The records>
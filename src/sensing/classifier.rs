use rand::Rng;
use serde::{Deserialize, Serialize};

use crate::{error::ClassifierError, models::{Emotion, FaceFrame}};

#[derive(Debug, Clone, Serialize, Deserialize, PartialEq)]
#[serde(rename_all = "camelCase")]
pub struct EmotionPrediction {
    pub label: Emotion,
    pub confidence: f32,
    /// One score per entry of `Emotion::ALL`, when the model reports them.
    pub scores: Vec<f32>,
}

/// Emotion classifier capability. Implementations may block (native bridge,
/// model inference); callers run them off the async executor.
pub trait Classifier: Send + Sync {
    fn predict(&self, frame: &FaceFrame) -> Result<EmotionPrediction, ClassifierError>;
}

/// Placeholder model that draws a random score per label and reports the
/// highest. Stands in until a trained model is wired up.
#[derive(Debug, Default, Clone, Copy)]
pub struct RandomClassifier;

impl Classifier for RandomClassifier {
    fn predict(&self, _frame: &FaceFrame) -> Result<EmotionPrediction, ClassifierError> {
        let mut rng = rand::thread_rng();
        let scores: Vec<f32> = Emotion::ALL.iter().map(|_| rng.gen::<f32>()).collect();

        let (best, confidence) = scores
            .iter()
            .copied()
            .enumerate()
            .fold((0, f32::MIN), |acc, (idx, score)| {
                if score > acc.1 {
                    (idx, score)
                } else {
                    acc
                }
            });

        Ok(EmotionPrediction {
            label: Emotion::ALL[best],
            confidence,
            scores,
        })
    }
}
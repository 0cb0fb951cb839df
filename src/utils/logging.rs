//! Logging setup plus per-module switchable logging macros.
//!
//! Hot paths (tick loops, lifecycle handlers) define a module-level flag and
//! log through the macros so a noisy module can be silenced in one place:
//! ```ignore
//! const ENABLE_LOGS: bool = true;
//!
//! use crate::{log_debug, log_info, log_warn, log_error};
//!
//! log_info!("tracker started for session {}", session_id);
//! ```

/// Install `env_logger` (reads `RUST_LOG`, defaults to `info`).
/// Later calls are ignored.
pub fn init_logging() {
    let _ = env_logger::Builder::new()
        .filter_level(log::LevelFilter::Info)
        .parse_default_env()
        .try_init();
}

#[macro_export]
macro_rules! log_debug {
    ($($arg:tt)*) => {
        if ENABLE_LOGS {
            log::debug!($($arg)*);
        }
    };
}

#[macro_export]
macro_rules! log_info {
    ($($arg:tt)*) => {
        if ENABLE_LOGS {
            log::info!($($arg)*);
        }
    };
}

#[macro_export]
macro_rules! log_warn {
    ($($arg:tt)*) => {
        if ENABLE_LOGS {
            log::warn!($($arg)*);
        }
    };
}

#[macro_export]
macro_rules! log_error {
    ($($arg:tt)*) => {
        if ENABLE_LOGS {
            log::error!($($arg)*);
        }
    };
}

Exercise prompt>
Please state how many lines of the material contain the word "EmotionPrediction", giving the number alone.

Answer to this task>
4